I'd like to index customer transactions in an R dataframe so that I can easily identify, say, the third transaction that a particular customer has made. For example, if I have the following data frame (ordered by customer and transaction date):
transactions = data.frame(CUST.ID = c(1, 1, 2, 2, 2, 2, 3, 3, 3),
DATE = as.Date(c("2009-07-02", "2013-08-15", "2010-01-02", "2004-03-05",
"2006-02-03", "2007-01-01", "2004-03-05", "2006-02-03", "2007-01-01")),
AMOUNT = c(5, 9, 21, 34, 76, 1, 100, 23, 10))
> transactions
CUST.ID DATE AMOUNT
1 1 2009-07-02 5
2 1 2013-08-15 9
3 2 2010-01-02 21
4 2 2004-03-05 34
5 2 2006-02-03 76
6 2 2007-01-01 1
7 3 2004-03-05 100
8 3 2006-02-03 23
9 3 2007-01-01 10
I can clearly see that customer 1 has made 2 transactions, customer 2 has made 4, etc.
What I would like is to index these transactions by customer, creating a new column in my dataframe.
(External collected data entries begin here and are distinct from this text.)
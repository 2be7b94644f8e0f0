//! Research orchestration engine
//!
//! One driver task per run walks the state machine Init -> Planning ->
//! Iterating(n) -> Writing -> Done, fanning out bounded per-URL sub-tasks
//! inside each iteration and checkpointing the session at every iteration
//! boundary. The run's output is a finite chunk sequence on a bounded
//! channel; cancellation is cooperative at every suspension point.

use crate::pipeline::LinkProcessor;
use crate::planner::{parse_query_list, strip_think_tags, QueryPlanOutcome, DONE_SENTINEL};
use crate::prompts;
use crate::types::ResearchChunk;
use chrono::Utc;
use delver_core::{
    DelverError, DelverResult, ErrorContext, IterationRecord, ResearchSettings, RetryConfig, Role,
    Session,
};
use delver_fetch::{AdmissionController, PageSource, SearchBackend};
use delver_llm::{LlmClient, LlmOptions};
use futures::stream::{FuturesUnordered, StreamExt};
use std::collections::HashSet;
use std::sync::Arc;
use std::time::Duration;
use tokio::sync::mpsc;
use tokio_util::sync::CancellationToken;
use tracing::{error, info, warn};

/// Engine-level knobs shared by all runs
#[derive(Debug, Clone)]
pub struct EngineConfig {
    /// Pause between iterations
    pub operation_wait_time: Duration,
    pub default_model_ctx: Option<u32>,
    pub reason_model_ctx: Option<u32>,
    /// Retry budget for per-URL fetches
    pub fetch_retry: RetryConfig,
    /// Chunk channel capacity
    pub chunk_buffer: usize,
}

impl Default for EngineConfig {
    fn default() -> Self {
        Self {
            operation_wait_time: Duration::ZERO,
            default_model_ctx: None,
            reason_model_ctx: None,
            fetch_retry: RetryConfig {
                max_attempts: 2,
                initial_delay_ms: 500,
                max_delay_ms: 5_000,
                backoff_multiplier: 2.0,
                jitter: true,
            },
            chunk_buffer: 64,
        }
    }
}

/// Input for a fresh research run
#[derive(Debug, Clone)]
pub struct ResearchRequest {
    pub user_query: String,
    pub system_instruction: Option<String>,
    pub settings: ResearchSettings,
    pub user_id: Option<String>,
}

/// A started run: the chunk sequence plus its cancellation token
pub struct ResearchRun {
    pub session_id: String,
    pub chunks: mpsc::Receiver<ResearchChunk>,
    pub cancel: CancellationToken,
    pub handle: tokio::task::JoinHandle<()>,
}

pub struct ResearchEngine {
    llm: Arc<LlmClient>,
    search: Arc<dyn SearchBackend>,
    pages: Arc<dyn PageSource>,
    admission: Arc<AdmissionController>,
    store: Arc<delver_persist::SessionStore>,
    config: EngineConfig,
}

fn cancelled(operation: &str) -> DelverError {
    DelverError::Cancelled {
        operation: operation.to_string(),
        context: ErrorContext::new("research_engine"),
    }
}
The following code achieves what I want:
transactions$COUNTER = 1
transactions$CUSTOMER.TRANS.NO = unlist(aggregate(COUNTER ~ CUST.ID,
data = transactions,
function(x) {rank(x, ties.method = "first")})[, 2])
transactions$COUNTER = NULL
> transactions
CUST.ID DATE AMOUNT CUSTOMER.TRANS.NO
1 1 2009-07-02 5 1
2 1 2013-08-15 9 2
3 2 2010-01-02 21 1
4 2 2004-03-05 34 2
5 2 2006-02-03 76 3
6 2 2007-01-01 1 4
7 3 2004-03-05 100 1
8 3 2006-02-03 23 2
9 3 2007-01-01 10 3
Now the first transaction for each customer is labelled 1, the second 2, etc.
So I've got what I want but it's such a horrible piece of code, creating a list and separating, it's just so ugly. Is anyone with more experience than me able to come up with a better solution?